Reputation: 11928
There are many similar questions on SO, but I simply cannot get this to work. I'm obviously missing something.
Trying to load a simple test csv file from my s3.
Doing it locally, like below, works.
from pyspark.sql import SparkSession
from pyspark import SparkContext as sc
logFile = "sparkexamplefile.csv"
spark = SparkSession.builder.appName("SimpleApp").getOrCreate()
logData = spark.read.text(logFile).cache()
numAs = logData.filter(logData.value.contains('a')).count()
numBs = logData.filter(logData.value.contains('b')).count()
print("Lines with a: %i, lines with b: %i" % (numAs, numBs))
But if I add this below:
sc._jsc.hadoopConfiguration().set("fs.s3n.awsAccessKeyId", "foo")
sc._jsc.hadoopConfiguration().set("fs.s3n.awsSecretAccessKey", "bar")
lines = sc.textFile("s3n:///mybucket-sparkexample/sparkexamplefile.csv")
lines.count()
I get:
No FileSystem for scheme: s3n
I've also tried changing s3
to spark.sparkContext
without any difference
Also swapping //
and ///
in the url
Even better, I'd rather do this and go straight to data frame:
dataFrame = spark.read.csv("s3n:///mybucket-sparkexample/sparkexamplefile.csv")
Also I am slightly AWS ignorant, so I have tried s3, s3n, and s3a to no avail.
I've been around the internet and back but can't seem to resolve the scheme error. Thanks!
Upvotes: 3
Views: 8348
Reputation: 1000
You must check what is your version of hadoop*. jar files bound to your specific version of pyspark installed on your system, search for folder pyspark/jars and files hadoop*.
The version observed you pass into your pyspark file like this:
os.environ['PYSPARK_SUBMIT_ARGS'] = '--packages com.amazonaws:aws-java-sdk-pom:1.11.538,org.apache.hadoop:hadoop-aws:2.7.3 pyspark-shell'
This is bit tricky for new joiners on pyspark (I faced this directly my first day with pyspark :-)).

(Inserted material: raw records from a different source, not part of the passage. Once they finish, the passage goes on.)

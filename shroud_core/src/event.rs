/*! Events funneled onto the orchestrator's logic loop.

Components never call into the orchestrator directly; they push typed
events into one unbounded channel the orchestrator drains. Worker results
(crypto, disk) come back the same way, which keeps all state mutation on
one task.
*/

use std::fmt;

use futures::channel::{mpsc, oneshot};
use tokio::time::Instant;

use shroud_crypto::{PathId, RouterId};
use shroud_packet::link::LinkMessage;
use shroud_packet::rc::RouterContact;
use shroud_packet::routing::RoutingMessage;

use crate::link::LinkKind;

/// Transmit half of the orchestrator event channel.
pub type EventTx = mpsc::UnboundedSender<RouterEvent>;

/// Receive half of the orchestrator event channel.
pub type EventRx = mpsc::UnboundedReceiver<RouterEvent>;

/// What to do with the contacts a router lookup produced.
pub enum LookupHandler {
    /// Network exploration: verify, insert and dial the results.
    Explore,
    /// `send_to_or_queue` is waiting for this peer's contact; failure
    /// discards the queued messages.
    SendTo,
    /// A connect attempt needs the contact; failure marks the profiler.
    TryEstablish,
    /// Hand the raw results to the caller.
    Channel(oneshot::Sender<Vec<RouterContact>>),
}

impl fmt::Debug for LookupHandler {
    fn fmt(&self, f: &mut fmt::Formatter) -> fmt::Result {
        match self {
            LookupHandler::Explore => f.write_str("Explore"),
            LookupHandler::SendTo => f.write_str("SendTo"),
            LookupHandler::TryEstablish => f.write_str("TryEstablish"),
            LookupHandler::Channel(_) => f.write_str("Channel"),
        }
    }
}

/// Events consumed by the orchestrator loop.
#[derive(Debug)]
pub enum RouterEvent {
    /// Send a link message to a peer, queueing and dialing when no session
    /// exists.
    SendLinkMessage(RouterId, LinkMessage),
    /// Send a routing message over a local or transit path.
    PathReply(PathId, RoutingMessage),
    /// The verify pipeline finished for a contact.
    VerifyDone { rc: RouterContact, valid: bool },
    /// An iterative router lookup completed.
    LookupDone {
        target: RouterId,
        handler: LookupHandler,
        contacts: Vec<RouterContact>,
    },
    /// Keep the session to this peer alive until the deadline; a path
    /// depends on it.
    PersistSession { peer: RouterId, until: Instant },
    /// A link session reached `Authed`.
    SessionEstablished(RouterContact, LinkKind),
    /// A link session closed.
    SessionClosed(RouterId),
    /// Raw link-layer message bytes from an authed session.
    InboundMessage { from: RouterId, data: Vec<u8> },
}
/*! Per-peer rolling success/failure statistics.

Hop selection and connect retry logic consult the profiler to avoid peers
that keep wasting our time. The stats are persisted periodically so a
restart does not forget which peers were bad.
*/

use std::collections::HashMap;
use std::path::Path;
use std::sync::Arc;

use nom_parse::parse_profiles;
use tokio::sync::RwLock;

use shroud_binary_io::{encode_to_vec, GenError, ToBytes};
use shroud_crypto::RouterId;

/// Peers with fewer observations than this are never considered bad.
pub const MIN_OBSERVATIONS: u64 = 10;

/// Failure ratio at which a peer becomes bad.
pub const BAD_FAILURE_RATIO: f64 = 0.5;

/// Upper bound of the encoded profile file.
const MAX_PROFILES_SIZE: usize = 256 * 1024;

/// Rolling counters for one peer.
#[derive(Clone, Debug, Default, Eq, PartialEq)]
pub struct PeerStats {
    pub connect_successes: u64,
    pub connect_timeouts: u64,
    pub path_successes: u64,
    pub path_fails: u64,
}

impl PeerStats {
    fn observations(&self) -> u64 {
        self.connect_successes + self.connect_timeouts + self.path_successes + self.path_fails
    }

    fn failures(&self) -> u64 {
        self.connect_timeouts + self.path_fails
    }

    fn is_bad(&self) -> bool {
        let total = self.observations();
        total >= MIN_OBSERVATIONS && self.failures() as f64 >= total as f64 * BAD_FAILURE_RATIO
    }
}

/// Shared handle to the per-peer statistics.
#[derive(Clone, Default)]
pub struct Profiler {
    state: Arc<RwLock<HashMap<RouterId, PeerStats>>>,
}

impl Profiler {
    pub fn new() -> Profiler {
        Profiler::default()
    }

    pub async fn mark_connect_success(&self, id: &RouterId) {
        self.state.write().await.entry(*id).or_default().connect_successes += 1;
    }

    pub async fn mark_connect_timeout(&self, id: &RouterId) {
        self.state.write().await.entry(*id).or_default().connect_timeouts += 1;
    }

    pub async fn mark_path_success(&self, id: &RouterId) {
        self.state.write().await.entry(*id).or_default().path_successes += 1;
    }

    pub async fn mark_path_fail(&self, id: &RouterId) {
        self.state.write().await.entry(*id).or_default().path_fails += 1;
    }

    /// Whether the peer's failure ratio disqualifies it from selection.
    pub async fn is_bad(&self, id: &RouterId) -> bool {
        self.state
            .read()
            .await
            .get(id)
            .map_or(false, PeerStats::is_bad)
    }

    pub async fn get(&self, id: &RouterId) -> Option<PeerStats> {
        self.state.read().await.get(id).cloned()
    }

    /// Forget a peer entirely.
    pub async fn forget(&self, id: &RouterId) {
        self.state.write().await.remove(id);
    }

    /// Persist all profiles to `path` as a bencoded list.
    pub async fn save(&self, path: &Path) -> std::io::Result<()> {
        let profiles = ProfileList(
            self.state
                .read()
                .await
                .iter()
                .map(|(id, stats)| (*id, stats.clone()))
                .collect(),
        );
        let encoded = encode_to_vec(&profiles, MAX_PROFILES_SIZE)
            .map_err(|_| std::io::Error::new(std::io::ErrorKind::InvalidData, "encode failed"))?;
        tokio::fs::write(path, encoded).await
    }

    /// Load profiles from `path`, replacing the in-memory table. A missing
    /// file is not an error, it just means a fresh start.
    pub async fn load(&self, path: &Path) -> std::io::Result<usize> {
        let data = match tokio::fs::read(path).await {
            Ok(data) => data,
            Err(error) if error.kind() == std::io::ErrorKind::NotFound => return Ok(0),
            Err(error) => return Err(error),
        };
        let profiles = match parse_profiles(&data) {
            Ok((_, profiles)) => profiles,
            Err(error) => {
                warn!("failed to parse profiles {}: {:?}", path.display(), error);
                return Ok(0);
            }
        };
        let count = profiles.0.len();
        *self.state.write().await = profiles.0.into_iter().collect();
        Ok(count)
    }
}

struct ProfileList(Vec<(RouterId, PeerStats)>);

impl ToBytes for ProfileList {
    fn to_bytes<'a>(&self, buf: (&'a mut [u8], usize)) -> Result<(&'a mut [u8], usize), GenError> {
        use shroud_binary_io::{gen_bbytes, gen_bint};
        do_gen!(buf,
            gen_slice!(b"l") >>
            gen_many_ref!(&self.0, |buf: (&'a mut [u8], usize), entry: &(RouterId, PeerStats)| {
                do_gen!(buf,
                    gen_slice!(b"d") >>
                    gen_slice!(b"1:f") >>
                    gen_call!(gen_bint, entry.1.path_fails) >>
                    gen_slice!(b"1:k") >>
                    gen_call!(gen_bbytes, entry.0.as_bytes()) >>
                    gen_slice!(b"1:s") >>
                    gen_call!(gen_bint, entry.1.path_successes) >>
                    gen_slice!(b"1:t") >>
                    gen_call!(gen_bint, entry.1.connect_timeouts) >>
                    gen_slice!(b"1:u") >>
                    gen_call!(gen_bint, entry.1.connect_successes) >>
                    gen_slice!(b"e")
                )
            }) >>
            gen_slice!(b"e")
        )
    }
}

mod nom_parse {
    use nom::bytes::complete::tag;
    use nom::combinator::map_opt;
    use nom::multi::many0;
    use nom::IResult;

    use shroud_binary_io::{bbytes_exact, bint, bkey};
    use shroud_crypto::{RouterId, PUBLIC_KEY_LENGTH};

    use super::{PeerStats, ProfileList};

    fn profile(input: &[u8]) -> IResult<&[u8], (RouterId, PeerStats)> {
        let (input, _) = tag(&b"d"[..])(input)?;
        let (input, _) = bkey(b"f")(input)?;
        let (input, path_fails) = bint(input)?;
        let (input, _) = bkey(b"k")(input)?;
        let (input, id) = map_opt(bbytes_exact(PUBLIC_KEY_LENGTH), |bytes: &[u8]| {
            bytes.try_into().ok().map(RouterId)
        })(input)?;
        let (input, _) = bkey(b"s")(input)?;
        let (input, path_successes) = bint(input)?;
        let (input, _) = bkey(b"t")(input)?;
        let (input, connect_timeouts) = bint(input)?;
        let (input, _) = bkey(b"u")(input)?;
        let (input, connect_successes) = bint(input)?;
        let (input, _) = tag(&b"e"[..])(input)?;
        Ok((
            input,
            (
                id,
                PeerStats {
                    connect_successes,
                    connect_timeouts,
                    path_successes,
                    path_fails,
                },
            ),
        ))
    }

    pub(super) fn parse_profiles(input: &[u8]) -> IResult<&[u8], ProfileList> {
        let (input, _) = tag(&b"l"[..])(input)?;
        let (input, profiles) = many0(profile)(input)?;
        let (input, _) = tag(&b"e"[..])(input)?;
        Ok((input, ProfileList(profiles)))
    }
}

#[cfg(test)]
mod tests {
    use super::*;

    use rand::thread_rng;
    use shroud_crypto::SigningKey;

    fn random_id() -> RouterId {
        RouterId::from(SigningKey::generate(&mut thread_rng()).verifying_key())
    }

    #[tokio::test]
    async fn fresh_peer_is_not_bad() {
        let profiler = Profiler::new();
        assert!(!profiler.is_bad(&random_id()).await);
    }

    #[tokio::test]
    async fn needs_min_observations() {
        let profiler = Profiler::new();
        let id = random_id();
        for _ in 0..MIN_OBSERVATIONS - 1 {
            profiler.mark_connect_timeout(&id).await;
        }
        assert!(!profiler.is_bad(&id).await);
        profiler.mark_connect_timeout(&id).await;
        assert!(profiler.is_bad(&id).await);
    }

    #[tokio::test]
    async fn half_failures_is_bad() {
        let profiler = Profiler::new();
        let id = random_id();
        for _ in 0..5 {
            profiler.mark_path_success(&id).await;
            profiler.mark_path_fail(&id).await;
        }
        assert!(profiler.is_bad(&id).await);
    }

    #[tokio::test]
    async fn mostly_good_peer_is_fine() {
        let profiler = Profiler::new();
        let id = random_id();
        for _ in 0..9 {
            profiler.mark_connect_success(&id).await;
        }
        profiler.mark_connect_timeout(&id).await;
        assert!(!profiler.is_bad(&id).await);
    }

    #[tokio::test]
    async fn save_load_round_trip() {
        let dir = tempfile::tempdir().unwrap();
        let path = dir.path().join("profiles.dat");

        let profiler = Profiler::new();
        let id_1 = random_id();
        let id_2 = random_id();
        profiler.mark_connect_success(&id_1).await;
        profiler.mark_path_fail(&id_2).await;
        profiler.save(&path).await.unwrap();

        let restored = Profiler::new();
        assert_eq!(restored.load(&path).await.unwrap(), 2);
        assert_eq!(restored.get(&id_1).await, profiler.get(&id_1).await);
        assert_eq!(restored.get(&id_2).await, profiler.get(&id_2).await);
    }

    #[tokio::test]
    async fn load_missing_file_is_fresh_start() {
        let dir = tempfile::tempdir().unwrap();
        let profiler = Profiler::new();
        assert_eq!(
            profiler.load(&dir.path().join("none.dat")).await.unwrap(),
            0
        );
    }
}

Otherwise I am on Gentoo system with local Spark 2.4.2. Some suggested to install also Hadoop and copy the jars directly to Spark, still should be same version as PySpark is using. So I am creating ebuild for Gentoo for these versions...
Upvotes: 2
Reputation: 3696
I think your spark environment didn't get aws jars. You need to add it for using s3 or s3n.
You have to copy required jar files from a hadoop download into the $SPARK_HOME/jars directory. Using the --jars flag or the --packages flag for spark-submit didn't work.
Here my spark version is Spark 2.3.0
and Hadoop 2.7.6
so you have to copy to jars from (hadoop dir)/share/hadoop/tools/lib/
to $SPARK_HOME/jars
.
aws-java-sdk-1.7.4.jar
hadoop-aws-2.7.6.jar
Upvotes: 5